**Assignment**
The task calls for the count of lines containing "SendingChain" in these records, given as a number with no other words.

**Data**
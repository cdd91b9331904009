//! Persistent session state.
//!
//! Grounded on the teacher's `SerializableSession`/`to_serializable` pattern
//! for "derive a stable, serde-friendly shadow of the live state", and on
//! real libsignal-client's `SessionRecord`/`previous_session_states`/
//! `promote_old_session` API (see the `decrypt_with_session` grounding in
//! `cipher.rs`) for the open/archived-list/promote shape.

use std::collections::VecDeque;

use serde::{Deserialize, Serialize};

use crate::config::Config;
use crate::keys::StoredKeyPair;
use crate::primitives::KeyPair;
use crate::ratchet::{ChainKey, MessageKeys};
use crate::utils::time::current_timestamp_millis;

/// The sending chain key for the session's current ratchet keypair. The
/// keypair itself lives on `Session::ratchet_key_pair`, the shared
/// "current DH ratchet identity" that both the sending chain and the next
/// DH ratchet fold read from, whether or not a sending chain has actually
/// been derived for it yet.
#[derive(Debug, Clone, Serialize, Deserialize)]
pub struct SendingChain {
    pub chain_key: ChainKey,
}

/// A receiving chain: keyed by the remote's ephemeral public key, which we
/// never hold the private half of.
#[derive(Debug, Clone, Serialize, Deserialize)]
pub struct ReceivingChain {
    pub ratchet_key: [u8; 32],
    pub chain_key: ChainKey,
}

#[derive(Debug, Clone, Copy, PartialEq, Eq, Serialize, Deserialize)]
pub enum BaseKeyType {
    Ours,
    Theirs,
}

#[derive(Debug, Clone, Serialize, Deserialize)]
pub struct IndexInfo {
    pub remote_identity_key: [u8; 32],
    /// 33-byte prefixed remote base key; uniquely identifies the session
    /// within its record.
    pub base_key: [u8; 33],
    pub base_key_type: BaseKeyType,
    /// -1 while open; otherwise the millisecond timestamp the session was
    /// archived at. Informational only, eviction order is insertion order.
    pub closed: i64,
}

#[derive(Debug, Clone, Serialize, Deserialize)]
pub struct PendingPreKey {
    pub pre_key_id: Option<u32>,
    pub signed_key_id: u32,
    pub base_key: [u8; 33],
}

/// A skipped (derived-but-not-yet-consumed) message key, scoped to one
/// receiving ratchet key. Stored flat per session (not per chain) so the
/// "at most 2000 total across all chains" invariant is trivial to enforce.
#[derive(Debug, Clone, Serialize, Deserialize)]
pub struct SkippedKey {
    pub ratchet_key: [u8; 32],
    pub counter: u32,
    pub message_keys: MessageKeys,
}

#[derive(Debug, Clone, Serialize, Deserialize)]
pub struct Session {
    pub registration_id: u32,
    pub root_key: [u8; 32],
    /// Our current DH ratchet keypair. Always present once a session is
    /// installed: it backs `sending_chain` when one has been derived, and
    /// is also the keypair a receiving-side DH ratchet step reads as
    /// `our_current_private` even while `sending_chain` is still `None`
    /// (Bob's state immediately after `init_incoming`, before he has sent
    /// anything).
    pub ratchet_key_pair: StoredKeyPair,
    pub last_remote_ephemeral: Option<[u8; 32]>,
    pub previous_counter: u32,
    pub sending_chain: Option<SendingChain>,
    pub receiving_chains: Vec<ReceivingChain>,
    pub index_info: IndexInfo,
    pub pending_prekey: Option<PendingPreKey>,
    pub skipped_message_keys: VecDeque<SkippedKey>,
}

impl Session {
    pub fn is_open(&self) -> bool {
        self.index_info.closed < 0
    }

    pub fn ratchet_key_pair(&self) -> KeyPair {
        KeyPair::from(&self.ratchet_key_pair)
    }

    pub fn receiving_chain(&self, ratchet_key: &[u8; 32]) -> Option<&ReceivingChain> {
        self.receiving_chains.iter().find(|c| &c.ratchet_key == ratchet_key)
    }

    pub fn receiving_chain_mut(&mut self, ratchet_key: &[u8; 32]) -> Option<&mut ReceivingChain> {
        self.receiving_chains.iter_mut().find(|c| &c.ratchet_key == ratchet_key)
    }

    pub fn set_receiving_chain(&mut self, chain: ReceivingChain) {
        if let Some(existing) = self.receiving_chain_mut(&chain.ratchet_key) {
            *existing = chain;
        } else {
            self.receiving_chains.push(chain);
        }
    }

    /// Look up and consume a skipped key for `(ratchet_key, counter)`, if present.
    pub fn take_skipped_key(&mut self, ratchet_key: &[u8; 32], counter: u32) -> Option<MessageKeys> {
        let pos = self
            .skipped_message_keys
            .iter()
            .position(|k| &k.ratchet_key == ratchet_key && k.counter == counter)?;
        self.skipped_message_keys.remove(pos).map(|k| k.message_keys)
    }

    /// Cache a derived-but-unused message key, evicting the oldest entry
    /// across the whole session if the cap is exceeded.
    pub fn cache_skipped_key(&mut self, ratchet_key: [u8; 32], counter: u32, message_keys: MessageKeys) {
        self.skipped_message_keys.push_back(SkippedKey {
            ratchet_key,
            counter,
            message_keys,
        });
        let cap = Config::global().max_skipped_message_keys as usize;
        while self.skipped_message_keys.len() > cap {
            self.skipped_message_keys.pop_front();
        }
    }
}

/// An ordered collection of sessions for one remote base key, with at most
/// one open session.
#[derive(Debug, Clone, Default, Serialize, Deserialize)]
pub struct SessionRecord {
    open: Option<Session>,
    /// Oldest first; eviction pops the front.
    archived: VecDeque<Session>,
}

impl SessionRecord {
    pub fn new_fresh() -> Self {
        Self::default()
    }

    pub fn open_session(&self) -> Option<&Session> {
        self.open.as_ref()
    }

    pub fn open_session_mut(&mut self) -> Option<&mut Session> {
        self.open.as_mut()
    }

    pub fn archived_sessions(&self) -> impl DoubleEndedIterator<Item = &Session> {
        self.archived.iter()
    }

    /// Find a session (open or archived) by its 33-byte prefixed base key.
    pub fn session_by_base_key(&self, base_key: &[u8; 33]) -> Option<&Session> {
        if let Some(open) = &self.open {
            if &open.index_info.base_key == base_key {
                return Some(open);
            }
        }
        self.archived.iter().find(|s| &s.index_info.base_key == base_key)
    }

    /// Insert or replace the open session. If a different session is
    /// currently open, it is archived first.
    pub fn set_session(&mut self, session: Session) {
        if let Some(current) = &self.open {
            if current.index_info.base_key != session.index_info.base_key {
                self.archive_current_state();
            }
        }
        self.open = Some(session);
    }

    /// Close the open session (if any) and move it to the archived list,
    /// evicting the oldest archived session if the cap is exceeded.
    pub fn archive_current_state(&mut self) {
        if let Some(mut session) = self.open.take() {
            session.index_info.closed = current_timestamp_millis();
            self.archived.push_back(session);
            self.evict_old_archived_sessions();
        }
    }

    fn evict_old_archived_sessions(&mut self) {
        let cap = Config::global().max_archived_sessions;
        while self.archived.len() > cap {
            self.archived.pop_front();
        }
    }

    /// Promote a late-decrypting archived session back to open, archiving
    /// whatever is currently open in its place.
    pub fn promote_session(&mut self, base_key: &[u8; 33]) {
        if let Some(pos) = self.archived.iter().position(|s| &s.index_info.base_key == base_key) {
            let mut promoted = self.archived.remove(pos).expect("position just found");
            promoted.index_info.closed = -1;
            if let Some(current) = self.open.take() {
                let mut closed = current;
                closed.index_info.closed = current_timestamp_millis();
                self.archived.push_back(closed);
                self.evict_old_archived_sessions();
            }
            self.open = Some(promoted);
        }
    }

    /// Replace the ratchet state of whichever session (open or archived)
    /// currently matches `base_key` in place, used after a successful
    /// DH-ratchet-carrying decrypt on a candidate clone.
    pub fn update_session(&mut self, base_key: &[u8; 33], updated: Session) {
        if let Some(open) = &mut self.open {
            if &open.index_info.base_key == base_key {
                *open = updated;
                return;
            }
        }
        if let Some(slot) = self.archived.iter_mut().find(|s| &s.index_info.base_key == base_key) {
            *slot = updated;
        }
    }

    /// Serialize for opaque storage by a `SignalStore` implementation.
    pub fn to_bytes(&self) -> crate::error::Result<Vec<u8>> {
        bincode::serialize(self).map_err(|e| crate::error::SignalError::Structural(format!("failed to serialize session record: {e}")))
    }

    pub fn from_bytes(bytes: &[u8]) -> crate::error::Result<Self> {
        bincode::deserialize(bytes).map_err(|e| crate::error::SignalError::Structural(format!("failed to deserialize session record: {e}")))
    }
}

#[cfg(test)]
mod tests {
    use super::*;

    fn fresh_session(base_key: u8, closed: i64) -> Session {
        Session {
            registration_id: 1,
            root_key: [0u8; 32],
            ratchet_key_pair: StoredKeyPair::from(&KeyPair::generate()),
            last_remote_ephemeral: None,
            previous_counter: 0,
            sending_chain: None,
            receiving_chains: Vec::new(),
            index_info: IndexInfo {
                remote_identity_key: [0u8; 32],
                base_key: {
                    let mut b = [base_key; 33];
                    b[0] = 0x05;
                    b
                },
                base_key_type: BaseKeyType::Ours,
                closed,
            },
            pending_prekey: None,
            skipped_message_keys: VecDeque::new(),
        }
    }

    #[test]
    fn setting_a_new_session_archives_the_old_one() {
        let mut record = SessionRecord::new_fresh();
        record.set_session(fresh_session(1, -1));
        record.set_session(fresh_session(2, -1));
        assert_eq!(record.open_session().unwrap().index_info.base_key[1], 2);
        assert_eq!(record.archived_sessions().count(), 1);
    }

    #[test]
    fn archived_sessions_evicted_at_the_configured_cap() {
        // Config is a process-wide singleton shared with other tests in this
        // binary, so assert against whatever cap ended up installed rather
        // than forcing a specific value here.
        let cap = Config::global().max_archived_sessions;
        let mut record = SessionRecord::new_fresh();
        for i in 0..(cap as u16 + 5) {
            record.set_session(fresh_session((i % 255) as u8, -1));
        }
        assert!(record.archived_sessions().count() <= cap);
    }

    #[test]
    fn promoting_an_archived_session_makes_it_open_again() {
        let mut record = SessionRecord::new_fresh();
        record.set_session(fresh_session(1, -1));
        record.set_session(fresh_session(2, -1));
        let base_key_1 = fresh_session(1, -1).index_info.base_key;
        record.promote_session(&base_key_1);
        assert_eq!(record.open_session().unwrap().index_info.base_key[1], 1);
        assert_eq!(record.archived_sessions().count(), 1);
    }

    #[test]
    fn skipped_key_cache_round_trips_and_is_consumed_once() {
        let mut session = fresh_session(1, -1);
        let mk = MessageKeys {
            cipher_key: [1u8; 32],
            mac_key: [2u8; 32],
            iv: [3u8; 16],
        };
        session.cache_skipped_key([9u8; 32], 5, mk.clone());
        assert!(session.take_skipped_key(&[9u8; 32], 5).is_some());
        assert!(session.take_skipped_key(&[9u8; 32], 5).is_none());
    }

    #[test]
    fn record_survives_a_bincode_round_trip() {
        let mut record = SessionRecord::new_fresh();
        record.set_session(fresh_session(1, -1));
        record.set_session(fresh_session(2, -1));

        let bytes = record.to_bytes().unwrap();
        let restored = SessionRecord::from_bytes(&bytes).unwrap();
        assert_eq!(restored.open_session().unwrap().index_info.base_key[1], 2);
        assert_eq!(restored.archived_sessions().count(), 1);
    }
}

**Answer**
2